Ele fez uma breve pausa e olhou ao redor: “Mas se perdermos essa oportunidade, quando Yan do Norte se reorganizar, será arriscado tentar nova ofensiva.”
Guo Congyi, Wang Yan, comandante dos seis exércitos do Norte, e Liu Shouguang, grande general do Sul, mantiveram-se em silêncio; Li Jingda hesitou e, por fim, comentou sem grande ênfase: “O primeiro-ministro tem razão, mas Huaizhou está isolada ao norte do rio; se a situação se tornar perigosa, será difícil socorrer. Creio que manter Huaizhou defensiva é mais importante.”
Xue Nanting franziu levemente a testa: “O grande general insinua que nossos soldados são inferiores aos de Yan do Norte?”
Li Jingda respondeu com firmeza: “Não quis dizer isso.”
Xue Nanting insistiu: “Na batalha de Guangling, quatro mil soldados defensores e quatro mil da elite Feiyu enfrentaram o inimigo, que era o dobro em número, e terminaram por derrotar o exército, decapitando o comandante adversário e capturando quase dez mil prisioneiros, muitos deles veteranos da dinastia Jing. Na batalha de Qingxia, Xiao Wangzhi tinha no máximo sessenta mil homens, enfrentando oitenta mil de Yan do Norte, e o resultado foi vinte mil inimigos mortos e quase vinte mil capturados.”
“Essas duas batalhas, uma ao sul e outra ao norte de Huaizhou, começaram com nossas forças em desvantagem, mas terminaram com o inimigo em derrota vergonhosa. Isso não prova a força dos sete exércitos de Huaizhou? Agora, com o inimigo abatido, incapaz de contra-atacar, como pode o grande general desmerecer nossos soldados?”
Li Jingda sentiu arrependimento por ter se manifestado.
Embora Xue Nanting fosse discreto, era um hábil orador e intelectual; como poderia Li Jingda competir com ele?
Ele baixou a cabeça, mas sem temor.
“Cof, cof...”
À frente de Xue Nanting, um ancião tossiu duas vezes e dirigiu-se ao soberano: “Majestade, perdoe-me pela falta de etiqueta.”
O soberano demonstrou preocupação: “Primeiro-ministro da esquerda, não há que se desculpar; devo chamar o médico imperial?”
O ancião fez uma reverência, com sinceridade: “Majestade, agradeço vossa bondade. Não é preciso chamar o médico; é um velho problema, sempre aparece no verão, não há motivo para preocupação.”
O soberano respondeu: “Muito bem, cuide-se, pois tanto eu quanto a corte dependemos de vossa presença.”
Esse ancião era Li Daoyan, primeiro-ministro da esquerda; antes da revolta de Yuanjia, ocupava o cargo de ministro da Administração da Qi, sua família era próspera no sul, famosa pela erudição e tradição literária.

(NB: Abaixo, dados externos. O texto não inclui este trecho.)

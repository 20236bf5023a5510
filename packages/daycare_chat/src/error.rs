//! Error types for store mutations, composition and outbound sends.

#[derive(Debug, Clone, PartialEq, Eq, thiserror::Error)]
pub enum StoreError {
    #[error("unknown conversation: {0}")]
    UnknownConversation(String),

    #[error("unknown message {message_id} in conversation {conversation_id}")]
    UnknownMessage {
        conversation_id: String,
        message_id: String,
    },
}

#[derive(Debug, Clone, PartialEq, Eq, thiserror::Error)]
pub enum AttachmentError {
    #[error("file {name} is too large, maximum size is {max_mb}MB")]
    TooLarge { name: String, max_mb: u64 },

    #[error("file {name} type is not supported")]
    UnsupportedType { name: String },
}

#[derive(Debug, Clone, PartialEq, Eq, thiserror::Error)]
pub enum ComposeError {
    #[error("no conversation selected")]
    NoConversation,

    #[error("message is empty")]
    EmptyMessage,

    #[error("no message selected for reaction")]
    NoTargetMessage,

    #[error("reaction emoji is empty")]
    EmptyReaction,

    #[error(transparent)]
    Store(#[from] StoreError),

    #[error(transparent)]
    Attachment(#[from] AttachmentError),
}

#[derive(Debug, thiserror::Error)]
pub enum SendError {
    #[error("channel is not connected")]
    NotConnected,

    #[error("failed to encode frame: {0}")]
    Encode(#[from] serde_json::Error),
}

#[cfg(test)]
mod tests {
    use super::*;

    #[test]
    fn messages_read_like_upload_hints() {
        let err = AttachmentError::TooLarge {
            name: "scan.pdf".into(),
            max_mb: 10,
        };
        assert_eq!(
            err.to_string(),
            "file scan.pdf is too large, maximum size is 10MB"
        );
    }

    #[test]
    fn store_errors_pass_through_compose() {
        let err: ComposeError = StoreError::UnknownConversation("p9".into()).into();
        assert_eq!(err.to_string(), "unknown conversation: p9");
    }
}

Foi graças a ele que o soberano chegou ao trono.
Li Daoyan tossiu mais duas vezes e prosseguiu lentamente: “Xiao Wangzhi deseja atacar ao norte, mas Yan do Norte e a dinastia Jing certamente pensaram nisso. As duas derrotas em Huaizhou não significam que o norte perdeu a capacidade de reagir. Portanto, mesmo em ofensiva, é preciso cautela; além disso, o fornecimento de mantimentos e equipamentos é difícil.”

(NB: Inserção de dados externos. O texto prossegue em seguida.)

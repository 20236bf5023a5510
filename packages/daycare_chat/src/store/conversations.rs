use chrono::{DateTime, Utc};

use crate::error::StoreError;
use crate::model::{Conversation, ConversationStatus, Message, Participant, ParticipantRole};

/// Read-status part of a conversation list filter.
#[derive(Debug, Clone, Copy, Default, PartialEq, Eq)]
pub enum ReadFilter {
    #[default]
    All,
    Unread,
}

#[derive(Debug, Clone, Default)]
pub struct ConversationFilter {
    /// Case-insensitive substring matched against participant, daycare and child names.
    pub search: String,
    pub read: ReadFilter,
    pub include_archived: bool,
}

impl ConversationFilter {
    pub fn matches(&self, conv: &Conversation) -> bool {
        if conv.is_archived() && !self.include_archived {
            return false;
        }
        if self.read == ReadFilter::Unread && conv.unread_count == 0 {
            return false;
        }
        let needle = self.search.trim().to_lowercase();
        if needle.is_empty() {
            return true;
        }
        [
            Some(conv.participant_name.as_str()),
            conv.daycare_name.as_deref(),
            conv.child_name.as_deref(),
        ]
        .into_iter()
        .flatten()
        .any(|field| field.to_lowercase().contains(&needle))
    }
}

/// Conversations visible to the local user, in insertion order.
#[derive(Debug, Clone)]
pub struct ConversationStore {
    local_role: ParticipantRole,
    conversations: Vec<Conversation>,
}

impl ConversationStore {
    pub fn new(local_role: ParticipantRole) -> Self {
        Self {
            local_role,
            conversations: Vec::new(),
        }
    }

    /// Add or replace a conversation (used for seeding). Returns the key it
    /// was stored under.
    ///
    /// Conversations are keyed by counterparty, so an `id` that differs from
    /// `participant_id` is rewritten to it.
    pub fn insert(&mut self, mut conversation: Conversation) -> String {
        if conversation.id != conversation.participant_id {
            tracing::warn!(
                id = %conversation.id,
                participant = %conversation.participant_id,
                "rekeying conversation by participant id"
            );
            conversation.id = conversation.participant_id.clone();
        }
        let id = conversation.id.clone();
        match self.position(&id) {
            Some(idx) => self.conversations[idx] = conversation,
            None => self.conversations.push(conversation),
        }
        id
    }

    /// Find the conversation with `participant`, starting one if needed.
    pub fn ensure(&mut self, participant: &Participant) -> &Conversation {
        let idx = match self.position(&participant.id) {
            Some(idx) => idx,
            None => {
                self.conversations
                    .push(Conversation::with(participant, Utc::now()));
                self.conversations.len() - 1
            }
        };
        &self.conversations[idx]
    }

    pub fn get(&self, id: &str) -> Option<&Conversation> {
        self.conversations.iter().find(|c| c.id == id)
    }

    pub fn contains(&self, id: &str) -> bool {
        self.position(id).is_some()
    }

    pub fn iter(&self) -> impl Iterator<Item = &Conversation> + Clone {
        self.conversations.iter()
    }

    pub fn len(&self) -> usize {
        self.conversations.len()
    }

    pub fn is_empty(&self) -> bool {
        self.conversations.is_empty()
    }

    /// Record a message addressed to the local user.
    ///
    /// The conversation is keyed by the sender. A sender we have never talked
    /// to gets a fresh conversation. `unread` is false when the conversation
    /// is the one currently on screen.
    pub fn upsert_from_inbound(&mut self, message: &Message, unread: bool) -> &Conversation {
        let idx = match self.position(&message.sender_id) {
            Some(idx) => idx,
            None => {
                tracing::info!(
                    participant = %message.sender_id,
                    "starting conversation from first inbound message"
                );
                let participant = Participant {
                    id: message.sender_id.clone(),
                    name: message.sender_name.clone(),
                    role: self.local_role.counterpart(),
                };
                let mut conv = Conversation::with(&participant, message.timestamp);
                conv.participant_avatar = message.sender_avatar.clone();
                self.conversations.push(conv);
                self.conversations.len() - 1
            }
        };

        let conv = &mut self.conversations[idx];
        conv.last_message = message.content.clone();
        conv.last_message_time = message.timestamp;
        if unread {
            conv.unread_count = conv.unread_count.saturating_add(1);
        }
        conv
    }

    /// Record a message the local user sent into `conversation_id`.
    pub fn upsert_from_outbound(
        &mut self,
        message: &Message,
        conversation_id: &str,
    ) -> Result<(), StoreError> {
        let conv = self.get_mut(conversation_id)?;
        conv.last_message = message.preview();
        conv.last_message_time = message.timestamp;
        Ok(())
    }

    pub fn mark_opened(&mut self, id: &str) -> Result<(), StoreError> {
        self.get_mut(id)?.unread_count = 0;
        Ok(())
    }

    pub fn archive(&mut self, id: &str) -> Result<(), StoreError> {
        self.set_status(id, ConversationStatus::Archived)
    }

    pub fn restore(&mut self, id: &str) -> Result<(), StoreError> {
        self.set_status(id, ConversationStatus::Active)
    }

    pub fn total_unread(&self) -> u32 {
        self.conversations
            .iter()
            .filter(|c| !c.is_archived())
            .map(|c| c.unread_count)
            .sum()
    }

    /// Lazy view over the conversations matching `filter`. Cloning the
    /// iterator restarts it from the top.
    pub fn filter<'a>(
        &'a self,
        filter: &'a ConversationFilter,
    ) -> impl Iterator<Item = &'a Conversation> + Clone + 'a {
        self.conversations.iter().filter(move |c| filter.matches(c))
    }

    /// The most recent activity time across all conversations.
    pub fn latest_activity(&self) -> Option<DateTime<Utc>> {
        self.conversations.iter().map(|c| c.last_message_time).max()
    }

    fn set_status(&mut self, id: &str, status: ConversationStatus) -> Result<(), StoreError> {
        self.get_mut(id)?.status = status;
        Ok(())
    }

    fn position(&self, id: &str) -> Option<usize> {
        self.conversations.iter().position(|c| c.id == id)
    }

    fn get_mut(&mut self, id: &str) -> Result<&mut Conversation, StoreError> {
        self.conversations
            .iter_mut()
            .find(|c| c.id == id)
            .ok_or_else(|| StoreError::UnknownConversation(id.to_string()))
    }
}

Ele ergueu o olhar ao soberano e disse com convicção: “Majestade, em minha opinião, permita que os três exércitos do sul, ao sul do Hengjiang, atravessem para o norte e apoiem os sete de Huaizhou, sob comando unificado de Xiao Wangzhi. Contudo, deve-se avisar ao comandante Xiao que a corte não está preparada para uma grande ofensiva ao norte e não aumentará ainda mais as tropas. Se ele conseguir infligir mais perdas ao inimigo, ótimo; caso não seja possível, não deve forçar a linha de frente.”
O soberano declarou: “Primeiro-ministro, vossa visão é de grande sabedoria; será feito como disse.”
Li Daoyan agradeceu com uma reverência.
Xue Nanting franziu as sobrancelhas, prestes a falar, mas percebeu um olhar dirigido a si.
Ele virou-se discretamente e viu Qin Zheng, ao longe, balançando ligeiramente a cabeça.
Xue Nanting suspirou internamente e resignou-se.
Assim terminou aquela pequena reunião do conselho. Fora, a chuva persistia, e os criados já esperavam com guarda-chuvas para os grandes ministros.
Xue Nanting saiu lentamente, observando a atmosfera sombria do céu; em seu olhar sereno havia uma ponta de melancolia.